Making Government More Efficient or More Socialist?

Thom Tillis is proposing a cap of 10 public bills on the members of the North Carolina’s Representative for each session as outlined in the following article:

Members of the North Carolina House of Representatives will be allowed to introduce no more than 10 “public” bills each this session. House Speaker Thom Tillis, R-Mecklenburg, proposed the cap with the intention of making government more efficient, but at least one of his fellow Republicans is concerned. In an interview last week with Carolina Journal, Tillis said the cap would force members to communicate, collaborate, and eliminate bill duplication.

Freshman Rep. Glen Bradley, R-Franklin, had eight public bills drafted before the session began. He expects he’ll come up with more than two others before it’s over.

The General Assembly distinguishes between “public” bills — legislation that would affect more than 15 counties — and “local” bills, which would not. The 10-bill limit, adopted by the House last week in its


I have been told that this is an effort to prevent Democrat legislators from introducing bills that are designed to slow down the system and hinder Republican efforts to pass legislation. I have several questions for Mr. Tillis:

1. Are you trying to limit Rep. Bradley’s enthusiasm for reducing the Federal government’s intrusion into our state’s affairs?
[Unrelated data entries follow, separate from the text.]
//! Storage layout for ei state.
//!
//! All state lives under `.ei/` at the workspace root (ignored by git):
//!
//! ```text
//! .ei/
//!   agent            # Persisted agent identity for this checkout
//!   edits.jsonl      # Pending edit stream (one entry per line)
//!   runs/            # Merge run audit records
//!     <timestamp>-<uuid>.json
//! ```
//!
//! Writes are atomic (temp + rename); anything read or written by more
//! than one process additionally holds a `FileLock`.

use std::fs::{self, File};
use std::io::Write;
use std::path::{Path, PathBuf};

use serde::{de::DeserializeOwned, Serialize};

use crate::error::{Error, Result};
use crate::lock;

/// Name of the workspace-local state directory
pub const LOCAL_DIR: &str = ".ei";

/// Storage manager for ei state
#[derive(Debug, Clone)]
pub struct Storage {
    root: PathBuf,
}

impl Storage {
    pub fn new(root: PathBuf) -> Self {
        Self { root }
    }

    /// Walk up from `start` to find a directory containing `.ei/`.
    pub fn discover(start: &Path) -> Result<Self> {
        let mut current = Some(start);
        while let Some(dir) = current {
            if dir.join(LOCAL_DIR).is_dir() {
                return Ok(Self::new(dir.to_path_buf()));
            }
            current = dir.parent();
        }
        Err(Error::NotInitialized(start.to_path_buf()))
    }

    pub fn root(&self) -> &Path {
        &self.root
    }

    pub fn local_dir(&self) -> PathBuf {
        self.root.join(LOCAL_DIR)
    }

    pub fn agent_file(&self) -> PathBuf {
        self.local_dir().join("agent")
    }

    pub fn edits_file(&self) -> PathBuf {
        self.local_dir().join("edits.jsonl")
    }

    pub fn runs_dir(&self) -> PathBuf {
        self.local_dir().join("runs")
    }

    pub fn config_file(&self) -> PathBuf {
        self.root.join(".ei.toml")
    }

    /// Create the state directories and touch the edit log.
    pub fn init(&self) -> Result<()> {
        fs::create_dir_all(self.local_dir())?;
        fs::create_dir_all(self.runs_dir())?;

        let edits = self.edits_file();
        if !edits.exists() {
            File::create(&edits)?;
        }
        Ok(())
    }

    pub fn is_initialized(&self) -> bool {
        self.local_dir().is_dir()
    }

    /// Write JSON atomically (temp + rename)
    pub fn write_json<T: Serialize>(&self, path: &Path, data: &T) -> Result<()> {
        let json = serde_json::to_string_pretty(data)?;
        lock::write_atomic(path, json.as_bytes())
    }

    /// Read JSON from a file
    pub fn read_json<T: DeserializeOwned>(&self, path: &Path) -> Result<T> {
        let content = fs::read_to_string(path)?;
        Ok(serde_json::from_str(&content)?)
    }

    /// Read the persisted agent identity, if any
    pub fn read_agent(&self) -> Option<String> {
        fs::read_to_string(self.agent_file())
            .ok()
            .map(|s| s.trim().to_string())
            .filter(|s| !s.is_empty())
    }

    /// Persist the agent identity for this checkout
    pub fn write_agent(&self, agent: &str) -> Result<()> {
        fs::create_dir_all(self.local_dir())?;
        lock::write_atomic(self.agent_file(), agent.as_bytes())
    }
}

/// Ensure `.ei/` is ignored by git when a `.git` directory is present.
pub fn ensure_gitignore(root: &Path) -> Result<bool> {
    let path = root.join(".gitignore");
    if path.exists() && !path.is_file() {
        return Err(Error::OperationFailed(format!(
            ".gitignore exists but is not a file: {}",
            path.display()
        )));
    }

    let existing = if path.exists() {
        fs::read_to_string(&path)?
    } else {
        String::new()
    };

    let already = existing.lines().any(|line| {
        let trimmed = line.trim();
        trimmed == ".ei" || trimmed == ".ei/" || trimmed == "/.ei" || trimmed == "/.ei/"
    });
    if already {
        return Ok(false);
    }

    let mut file = fs::OpenOptions::new().create(true).append(true).open(&path)?;
    if !existing.is_empty() && !existing.ends_with('\n') {
        writeln!(file)?;
    }
    writeln!(file, ".ei/")?;
    Ok(true)
}

#[cfg(test)]
mod tests {
    use super::*;
    use tempfile::TempDir;

    #[test]
    fn paths_are_rooted_under_local_dir() {
        let temp = TempDir::new().unwrap();
        let storage = Storage::new(temp.path().to_path_buf());

        assert_eq!(storage.local_dir(), temp.path().join(".ei"));
        assert_eq!(storage.edits_file(), temp.path().join(".ei/edits.jsonl"));
        assert_eq!(storage.runs_dir(), temp.path().join(".ei/runs"));
        assert_eq!(storage.config_file(), temp.path().join(".ei.toml"));
    }

    #[test]
    fn init_creates_dirs_and_log() {
        let temp = TempDir::new().unwrap();
        let storage = Storage::new(temp.path().to_path_buf());
        assert!(!storage.is_initialized());

        storage.init().unwrap();
        assert!(storage.is_initialized());
        assert!(storage.runs_dir().is_dir());
        assert!(storage.edits_file().is_file());
    }

    #[test]
    fn discover_walks_up() {
        let temp = TempDir::new().unwrap();
        let storage = Storage::new(temp.path().to_path_buf());
        storage.init().unwrap();

        let nested = temp.path().join("src").join("deep");
        fs::create_dir_all(&nested).unwrap();

        let found = Storage::discover(&nested).unwrap();
        assert_eq!(found.root(), temp.path());
    }

    #[test]
    fn discover_fails_outside_a_workspace() {
        let temp = TempDir::new().unwrap();
        assert!(matches!(
            Storage::discover(temp.path()),
            Err(Error::NotInitialized(_))
        ));
    }

    #[test]
    fn agent_round_trips() {
        let temp = TempDir::new().unwrap();
        let storage = Storage::new(temp.path().to_path_buf());

        assert!(storage.read_agent().is_none());
        storage.write_agent("agent-7").unwrap();
        assert_eq!(storage.read_agent(), Some("agent-7".to_string()));
    }

    #[test]
    fn gitignore_entry_is_added_once() {
        let temp = TempDir::new().unwrap();

        assert!(ensure_gitignore(temp.path()).unwrap());
        assert!(!ensure_gitignore(temp.path()).unwrap());

        let content = fs::read_to_string(temp.path().join(".gitignore")).unwrap();
        assert_eq!(content.matches(".ei/").count(), 1);
    }
}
2. Do you have any actual evidence of a Democrat plan to impact legislation in the General Assembly?

3. If this is a valid tactic to stop another party’s agenda, I have to ask where the Republican Party has been for the past 140 years in this state?

Why should the production of anyone should be limited in a free market society? This “rule” seems to be part of a Socialist government rather than a Capitalist one.